27/07/2017 12:34 PM IST | Updated 27/07/2017 3:29 PM IST

'Smelly Bombs' Imported From Israel Are Not Stinky Enough To Work In India, Says CRPF

The bombs smell of decomposed bodies and sewage.

Danish Ismail / Reuters
A policeman aims a tear gas gun towards demonstrators during a protest in Srinagar.

With pellets guns, used last year on protestors in Kashmir, leaving many dead and blinded, the government has decided to try out non-lethal weapons in the Valley. So it imported 'stink bombs' from Israel.

If you're wondering what's so lethal about these arsenals, here's the lowdown.

The bombs, which can be sprayed from water cannons, smell like decomposed bodies and raw sewage.

Yup. Try imagining that.

What's more, the smell is so strong that it takes days to fade even after multiple showers.

All in all, it's supposed to be a pretty effective weapon. As this report in the Hindustan Times says, Israeli security forces have been using these bombs on Palestinian protesters through water cannons since 2008. And it has worked wonders so far.
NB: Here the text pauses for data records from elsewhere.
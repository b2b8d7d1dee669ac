//! Downsampling of raw minute data into daily and monthly periods.
//!
//! Aggregation runs inside SQLite: rows are bucketed with `DATE()` and
//! `STRFTIME()` over the stored timestamp text and reduced with the SQL
//! aggregate matching the requested mode. Days or months with no rows
//! produce no period at all rather than a zero-filled placeholder.

use chrono::NaiveDate;
use sqlx::SqlitePool;

use crate::query::{self, completeness, round2, QueryError};
use crate::types::{AggregatedPoint, AggregationType};

/// Expected observations in one full day of minute data.
const POINTS_PER_DAY: i64 = 24 * 60;

impl AggregationType {
    /// The SQL aggregate applied to `value` within each period.
    pub const fn sql_fn(self) -> &'static str {
        match self {
            Self::DailyAverage | Self::MonthlyAverage => "AVG",
            Self::DailyMax => "MAX",
            Self::DailyMin => "MIN",
            Self::DailySum => "SUM",
        }
    }

    pub const fn is_monthly(self) -> bool {
        matches!(self, Self::MonthlyAverage)
    }
}

// ============================================================================
// Boundary parsing
// ============================================================================

/// A validated aggregation request: identifiers, a calendar date range
/// (inclusive, equality allowed), and the aggregation mode.
#[derive(Debug, Clone, PartialEq, Eq)]
pub struct AggregatedQuery {
    pub well_id: String,
    pub metric_name: String,
    pub start_date: NaiveDate,
    pub end_date: NaiveDate,
    pub aggregation: AggregationType,
}

impl AggregatedQuery {
    /// Builds a validated query from raw request parameters. A
    /// single-day range (`start_date == end_date`) is legal.
    pub fn from_params(
        well_id: String,
        metric_name: Option<String>,
        start_date: Option<String>,
        end_date: Option<String>,
        aggregation_type: Option<String>,
    ) -> Result<Self, QueryError> {
        let metric_name = required(metric_name, "metric_name")?;
        let start_date = query::parse_date(&required(start_date, "start_date")?)?;
        let end_date = query::parse_date(&required(end_date, "end_date")?)?;
        let raw_aggregation = required(aggregation_type, "aggregation_type")?;

        let aggregation = AggregationType::parse(&raw_aggregation).ok_or_else(|| {
            QueryError::InvalidParameter(format!(
                "unsupported aggregation_type '{raw_aggregation}': expected one of \
                 daily_average, daily_max, daily_min, daily_sum, monthly_average"
            ))
        })?;

        if start_date > end_date {
            return Err(QueryError::InvalidParameter(
                "start_date must be before or equal to end_date".to_string(),
            ));
        }

        Ok(Self { well_id, metric_name, start_date, end_date, aggregation })
    }
}

fn required(value: Option<String>, name: &str) -> Result<String, QueryError> {
    match value {
        Some(v) if !v.is_empty() => Ok(v),
        _ => Err(QueryError::InvalidParameter(format!("{name} is required"))),
    }
}

// ============================================================================
// Aggregation
// ============================================================================

/// Periods plus the summary block for one aggregated response.
#[derive(Debug, Clone, PartialEq)]
pub struct AggregatedWindow {
    pub periods: Vec<AggregatedPoint>,
    pub summary: AggregationSummary,
}

/// Echo of the query plus period count and mean completeness across the
/// returned periods (zero when no period matched).
#[derive(Debug, Clone, PartialEq, serde::Serialize)]
pub struct AggregationSummary {
    pub well_id: String,
    pub metric_name: String,
    pub aggregation_type: AggregationType,
    pub start_date: String,
    pub end_date: String,
    pub total_periods: usize,
    pub average_data_completeness: f64,
}

/// period_date, time_period label, aggregate, count, min, max.
type PeriodRow = (String, String, f64, i64, f64, f64);

/// Runs one aggregation query. Identifier validation happens first, so
/// an unknown well or metric errors before any scan.
pub async fn aggregate_window(
    pool: &SqlitePool,
    req: &AggregatedQuery,
) -> Result<AggregatedWindow, QueryError> {
    query::ensure_well_exists(pool, &req.well_id).await?;
    let unit = query::metric_unit(pool, &req.metric_name).await?;

    let rows = fetch_period_rows(pool, req).await?;

    let periods: Vec<AggregatedPoint> = rows
        .into_iter()
        .map(|(date, time_period, aggregated_value, data_point_count, min_value, max_value)| {
            let expected = expected_points_for_period(req.aggregation, &date);
            AggregatedPoint {
                data_completeness: completeness(data_point_count.max(0) as usize, expected),
                date,
                time_period,
                well_id: req.well_id.clone(),
                metric_name: req.metric_name.clone(),
                aggregated_value,
                aggregation_type: req.aggregation,
                unit: unit.clone(),
                data_point_count,
                min_value,
                max_value,
            }
        })
        .collect();

    let average_data_completeness = if periods.is_empty() {
        0.0
    } else {
        round2(periods.iter().map(|p| p.data_completeness).sum::<f64>() / periods.len() as f64)
    };

    let summary = AggregationSummary {
        well_id: req.well_id.clone(),
        metric_name: req.metric_name.clone(),
        aggregation_type: req.aggregation,
        start_date: req.start_date.to_string(),
        end_date: req.end_date.to_string(),
        total_periods: periods.len(),
        average_data_completeness,
    };

    Ok(AggregatedWindow { periods, summary })
}

async fn fetch_period_rows(
    pool: &SqlitePool,
    req: &AggregatedQuery,
) -> Result<Vec<PeriodRow>, sqlx::Error> {
    // The aggregate name comes from the enum, never from user input.
    let sql = if req.aggregation.is_monthly() {
        "SELECT DATE(timestamp, 'start of month') AS period_date, \
                STRFTIME('%Y-%m', timestamp) AS time_period, \
                AVG(value), COUNT(*), MIN(value), MAX(value) \
         FROM timeseries_data \
         WHERE well_id = ? AND metric_name = ? \
           AND DATE(timestamp) >= DATE(?) AND DATE(timestamp) <= DATE(?) \
         GROUP BY STRFTIME('%Y-%m', timestamp) \
         ORDER BY period_date"
            .to_string()
    } else {
        format!(
            "SELECT DATE(timestamp) AS period_date, \
                    DATE(timestamp) AS time_period, \
                    {}(value), COUNT(*), MIN(value), MAX(value) \
             FROM timeseries_data \
             WHERE well_id = ? AND metric_name = ? \
               AND DATE(timestamp) >= DATE(?) AND DATE(timestamp) <= DATE(?) \
             GROUP BY DATE(timestamp) \
             ORDER BY DATE(timestamp)",
            req.aggregation.sql_fn()
        )
    };

    sqlx::query_as::<_, PeriodRow>(&sql)
        .bind(&req.well_id)
        .bind(&req.metric_name)
        .bind(req.start_date)
        .bind(req.end_date)
        .fetch_all(pool)
        .await
}

/// Expected observations in one period: 1440 per day, days-in-month
/// times 1440 for monthly buckets. A period date that fails to parse
/// scores zero, matching the completeness convention for an impossible
/// expectation.
fn expected_points_for_period(aggregation: AggregationType, period_date: &str) -> i64 {
    if !aggregation.is_monthly() {
        return POINTS_PER_DAY;
    }
    NaiveDate::parse_from_str(period_date, "%Y-%m-%d")
        .ok()
        .map_or(0, |d| days_in_month(&d) * POINTS_PER_DAY)
}

/// Calendar length of the month containing `date`.
pub(crate) fn days_in_month(date: &NaiveDate) -> i64 {
    use chrono::Datelike;
    let first = NaiveDate::from_ymd_opt(date.year(), date.month(), 1).unwrap_or(*date);
    let next = if date.month() == 12 {
        NaiveDate::from_ymd_opt(date.year() + 1, 1, 1)
    } else {
        NaiveDate::from_ymd_opt(date.year(), date.month() + 1, 1)
    };
    next.map_or(30, |n| (n - first).num_days())
}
Naturally, Indian security forces were pretty hopeful it would work in India too.

So the CRPF, which has 60,000 personnel deployed in Kashmir to assist the local police in maintaining law and order and conduct counter-terrorism operations, decided to try out 'Skunk', the stinky bomb.

"We have used chilli grenades, plastic shell tear smoke, stun grenades, colour-smoke grenades, rubber bullets, dye-marker grenades with skin irritant and multi-tier tear-gas launchers, but they did not yield the desired result," a home ministry official told The Telegraph.

But turns out, even with the stink bombs, the ministry didn't factor in one opponent: the Great Indian Nose.

Most ordinary Indians are surrounded by all kinds of foul smell since the day they are born and spend a lifetime negotiating various odours -- at home, on the streets, on public transport, sometimes even at workplaces. No surprise they have a very high tolerance for stench.

So, when the CRPF forces conducted a test with these bombs in Delhi on a 'captive crowd', consisting of their own personnel and the general public, no one moved an inch.

"Maybe Indians have a higher threshold of tolerating stench," an crestfallen official, who was a part of the test, had to admit.

Again, who's surprised? And, more importantly, WHY?

India generates about 60 million tonnes of trash every year. As Sunita Narain, director of the non-governmental Centre for Science and Environment, has memorably put it: "We are drowning in our excreta."

Prime Minister Narendra Modi's Swachh Bharat Abhiyaan wants to clean up India, but many of us are yet to make a start even at our own homes. Landfills in cities and towns are overflowing, public toilets smell like the deepest pits of hell, and most of us don't think twice before we dump garbage on the streets -- as long as it's away from our own home sweet home.

What hope could a sad stink bomb have against such hardy noses that are used to inhaling far malodorous fumes?